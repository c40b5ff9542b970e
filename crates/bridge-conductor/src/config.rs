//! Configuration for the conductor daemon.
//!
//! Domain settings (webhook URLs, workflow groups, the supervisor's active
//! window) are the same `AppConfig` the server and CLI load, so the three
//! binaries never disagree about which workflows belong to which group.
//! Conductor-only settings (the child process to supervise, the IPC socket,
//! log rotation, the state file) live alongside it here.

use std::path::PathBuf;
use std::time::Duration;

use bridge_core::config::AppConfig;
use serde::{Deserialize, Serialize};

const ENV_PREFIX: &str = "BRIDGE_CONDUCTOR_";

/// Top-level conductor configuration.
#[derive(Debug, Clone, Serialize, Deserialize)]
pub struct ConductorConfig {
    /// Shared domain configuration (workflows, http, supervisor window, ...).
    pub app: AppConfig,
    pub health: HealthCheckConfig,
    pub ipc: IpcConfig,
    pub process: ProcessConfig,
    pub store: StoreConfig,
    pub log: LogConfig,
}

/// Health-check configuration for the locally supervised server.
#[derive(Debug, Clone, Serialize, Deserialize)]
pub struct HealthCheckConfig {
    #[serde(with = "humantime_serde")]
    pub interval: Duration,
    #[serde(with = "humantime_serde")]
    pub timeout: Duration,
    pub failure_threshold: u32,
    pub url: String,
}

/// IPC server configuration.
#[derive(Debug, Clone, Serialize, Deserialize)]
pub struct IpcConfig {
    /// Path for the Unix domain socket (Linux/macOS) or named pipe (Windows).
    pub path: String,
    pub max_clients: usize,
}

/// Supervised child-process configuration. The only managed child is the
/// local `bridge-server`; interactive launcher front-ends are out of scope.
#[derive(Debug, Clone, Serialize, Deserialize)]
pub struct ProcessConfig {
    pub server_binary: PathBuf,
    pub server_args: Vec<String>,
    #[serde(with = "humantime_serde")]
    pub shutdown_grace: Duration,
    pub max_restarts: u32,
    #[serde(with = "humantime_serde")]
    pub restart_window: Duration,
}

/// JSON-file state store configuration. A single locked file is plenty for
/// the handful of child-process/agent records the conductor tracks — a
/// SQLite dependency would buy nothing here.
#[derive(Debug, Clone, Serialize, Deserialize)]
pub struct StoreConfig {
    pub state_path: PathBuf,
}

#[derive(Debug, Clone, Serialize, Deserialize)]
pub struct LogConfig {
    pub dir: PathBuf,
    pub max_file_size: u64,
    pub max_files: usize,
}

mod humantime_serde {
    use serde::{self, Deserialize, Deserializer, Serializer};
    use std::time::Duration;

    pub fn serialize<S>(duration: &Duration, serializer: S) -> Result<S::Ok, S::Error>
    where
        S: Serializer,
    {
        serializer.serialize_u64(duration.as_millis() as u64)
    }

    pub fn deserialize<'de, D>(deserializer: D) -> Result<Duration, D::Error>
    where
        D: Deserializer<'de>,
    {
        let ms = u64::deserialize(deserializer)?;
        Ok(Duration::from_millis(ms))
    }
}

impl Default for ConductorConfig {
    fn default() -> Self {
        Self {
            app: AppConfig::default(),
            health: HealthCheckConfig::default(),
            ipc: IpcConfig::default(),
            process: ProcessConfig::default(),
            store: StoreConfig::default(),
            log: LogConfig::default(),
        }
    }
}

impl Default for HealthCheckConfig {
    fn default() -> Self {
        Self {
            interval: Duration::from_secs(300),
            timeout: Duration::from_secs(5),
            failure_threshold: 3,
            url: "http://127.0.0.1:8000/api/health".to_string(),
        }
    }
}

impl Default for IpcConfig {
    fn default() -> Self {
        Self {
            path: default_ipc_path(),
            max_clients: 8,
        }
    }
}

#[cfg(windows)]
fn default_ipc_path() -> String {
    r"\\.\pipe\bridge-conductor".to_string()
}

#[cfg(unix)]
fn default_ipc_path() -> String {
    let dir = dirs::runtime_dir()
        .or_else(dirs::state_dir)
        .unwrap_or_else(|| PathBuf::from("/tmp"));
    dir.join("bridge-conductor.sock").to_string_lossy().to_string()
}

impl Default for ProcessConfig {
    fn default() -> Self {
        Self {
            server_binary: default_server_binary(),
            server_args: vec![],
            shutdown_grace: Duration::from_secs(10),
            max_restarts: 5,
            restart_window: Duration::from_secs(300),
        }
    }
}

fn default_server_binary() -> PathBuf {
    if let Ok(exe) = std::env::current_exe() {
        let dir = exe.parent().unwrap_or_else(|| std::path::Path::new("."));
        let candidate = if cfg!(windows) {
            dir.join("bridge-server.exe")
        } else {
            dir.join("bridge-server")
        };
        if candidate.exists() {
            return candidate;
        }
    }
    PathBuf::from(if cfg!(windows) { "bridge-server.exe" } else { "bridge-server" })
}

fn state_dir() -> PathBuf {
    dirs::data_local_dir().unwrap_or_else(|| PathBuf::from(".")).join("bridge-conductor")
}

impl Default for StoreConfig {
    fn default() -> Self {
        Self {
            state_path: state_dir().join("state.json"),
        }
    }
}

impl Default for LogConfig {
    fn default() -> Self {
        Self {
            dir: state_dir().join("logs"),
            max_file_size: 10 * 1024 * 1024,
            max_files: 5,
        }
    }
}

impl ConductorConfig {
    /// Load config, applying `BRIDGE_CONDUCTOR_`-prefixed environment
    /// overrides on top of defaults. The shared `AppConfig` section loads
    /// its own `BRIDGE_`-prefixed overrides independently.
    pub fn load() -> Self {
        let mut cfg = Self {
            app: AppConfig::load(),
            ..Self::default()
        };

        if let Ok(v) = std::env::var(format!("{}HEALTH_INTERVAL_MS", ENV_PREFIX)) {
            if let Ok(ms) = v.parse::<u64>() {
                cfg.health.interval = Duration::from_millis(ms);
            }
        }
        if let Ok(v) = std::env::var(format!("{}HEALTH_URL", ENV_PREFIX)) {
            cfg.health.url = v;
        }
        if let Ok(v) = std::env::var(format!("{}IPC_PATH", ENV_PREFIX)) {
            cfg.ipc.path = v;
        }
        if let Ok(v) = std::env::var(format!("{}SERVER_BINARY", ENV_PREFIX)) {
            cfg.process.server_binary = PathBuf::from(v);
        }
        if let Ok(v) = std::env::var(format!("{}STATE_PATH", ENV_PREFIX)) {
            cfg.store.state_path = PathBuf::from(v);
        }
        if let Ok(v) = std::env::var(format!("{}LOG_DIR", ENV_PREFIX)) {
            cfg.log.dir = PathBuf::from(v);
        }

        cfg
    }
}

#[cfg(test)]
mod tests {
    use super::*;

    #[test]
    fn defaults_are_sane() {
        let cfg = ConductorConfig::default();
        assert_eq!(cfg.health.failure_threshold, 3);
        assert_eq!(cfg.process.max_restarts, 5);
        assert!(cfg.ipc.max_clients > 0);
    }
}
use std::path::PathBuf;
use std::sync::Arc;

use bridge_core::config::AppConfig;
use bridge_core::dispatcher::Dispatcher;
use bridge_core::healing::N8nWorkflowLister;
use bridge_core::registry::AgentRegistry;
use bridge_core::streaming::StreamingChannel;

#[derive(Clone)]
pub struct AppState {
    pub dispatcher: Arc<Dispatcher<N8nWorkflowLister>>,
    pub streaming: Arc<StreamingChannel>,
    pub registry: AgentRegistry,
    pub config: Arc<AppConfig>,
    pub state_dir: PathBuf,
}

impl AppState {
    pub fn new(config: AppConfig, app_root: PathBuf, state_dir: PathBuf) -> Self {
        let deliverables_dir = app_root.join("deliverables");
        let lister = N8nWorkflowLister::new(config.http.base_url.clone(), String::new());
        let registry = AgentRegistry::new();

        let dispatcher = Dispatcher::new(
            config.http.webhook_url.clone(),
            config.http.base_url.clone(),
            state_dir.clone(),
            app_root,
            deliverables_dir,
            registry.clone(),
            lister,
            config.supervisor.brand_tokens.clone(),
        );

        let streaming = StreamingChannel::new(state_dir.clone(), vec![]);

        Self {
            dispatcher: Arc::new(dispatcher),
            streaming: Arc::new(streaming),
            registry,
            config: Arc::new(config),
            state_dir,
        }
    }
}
==
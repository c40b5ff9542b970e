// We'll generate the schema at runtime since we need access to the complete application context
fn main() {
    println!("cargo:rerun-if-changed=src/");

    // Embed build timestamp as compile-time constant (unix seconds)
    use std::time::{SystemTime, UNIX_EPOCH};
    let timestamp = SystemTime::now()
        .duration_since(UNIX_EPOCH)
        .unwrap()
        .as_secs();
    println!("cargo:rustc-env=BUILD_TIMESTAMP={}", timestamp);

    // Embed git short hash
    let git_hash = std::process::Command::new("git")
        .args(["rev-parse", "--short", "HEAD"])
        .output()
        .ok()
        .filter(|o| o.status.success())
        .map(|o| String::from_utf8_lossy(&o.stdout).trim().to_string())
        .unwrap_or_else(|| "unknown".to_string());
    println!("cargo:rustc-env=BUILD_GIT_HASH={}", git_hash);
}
* * *
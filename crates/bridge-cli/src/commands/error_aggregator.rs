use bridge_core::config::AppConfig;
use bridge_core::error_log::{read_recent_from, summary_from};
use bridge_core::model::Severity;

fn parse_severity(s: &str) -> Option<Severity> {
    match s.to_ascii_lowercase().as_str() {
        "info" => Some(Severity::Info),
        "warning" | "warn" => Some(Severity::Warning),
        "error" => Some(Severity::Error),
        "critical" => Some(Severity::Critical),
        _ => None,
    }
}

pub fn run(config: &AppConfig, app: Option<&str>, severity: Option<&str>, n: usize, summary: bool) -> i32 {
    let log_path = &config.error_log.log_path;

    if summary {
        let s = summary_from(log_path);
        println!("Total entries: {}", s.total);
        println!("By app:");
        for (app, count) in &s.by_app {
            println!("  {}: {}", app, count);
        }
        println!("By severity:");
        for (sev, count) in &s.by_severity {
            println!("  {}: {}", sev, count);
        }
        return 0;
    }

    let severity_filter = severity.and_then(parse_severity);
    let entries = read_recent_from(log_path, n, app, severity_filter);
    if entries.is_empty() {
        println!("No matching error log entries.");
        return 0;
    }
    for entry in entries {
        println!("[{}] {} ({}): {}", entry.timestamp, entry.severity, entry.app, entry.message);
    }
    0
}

> Task directions
Using the entries above, give back exactly the line containing "pub fn deserialize<'de, D>(deserializer: D)", the line containing "impl Default for IpcConfig", and every line between them, and nothing else.

> Solution to the exercise
    pub fn deserialize<'de, D>(deserializer: D) -> Result<Duration, D::Error>
    where
        D: Deserializer<'de>,
    {
        let ms = u64::deserialize(deserializer)?;
        Ok(Duration::from_millis(ms))
    }
}

impl Default for ConductorConfig {
    fn default() -> Self {
        Self {
            app: AppConfig::default(),
            health: HealthCheckConfig::default(),
            ipc: IpcConfig::default(),
            process: ProcessConfig::default(),
            store: StoreConfig::default(),
            log: LogConfig::default(),
        }
    }
}

impl Default for HealthCheckConfig {
    fn default() -> Self {
        Self {
            interval: Duration::from_secs(300),
            timeout: Duration::from_secs(5),
            failure_threshold: 3,
            url: "http://127.0.0.1:8000/api/health".to_string(),
        }
    }
}

impl Default for IpcConfig {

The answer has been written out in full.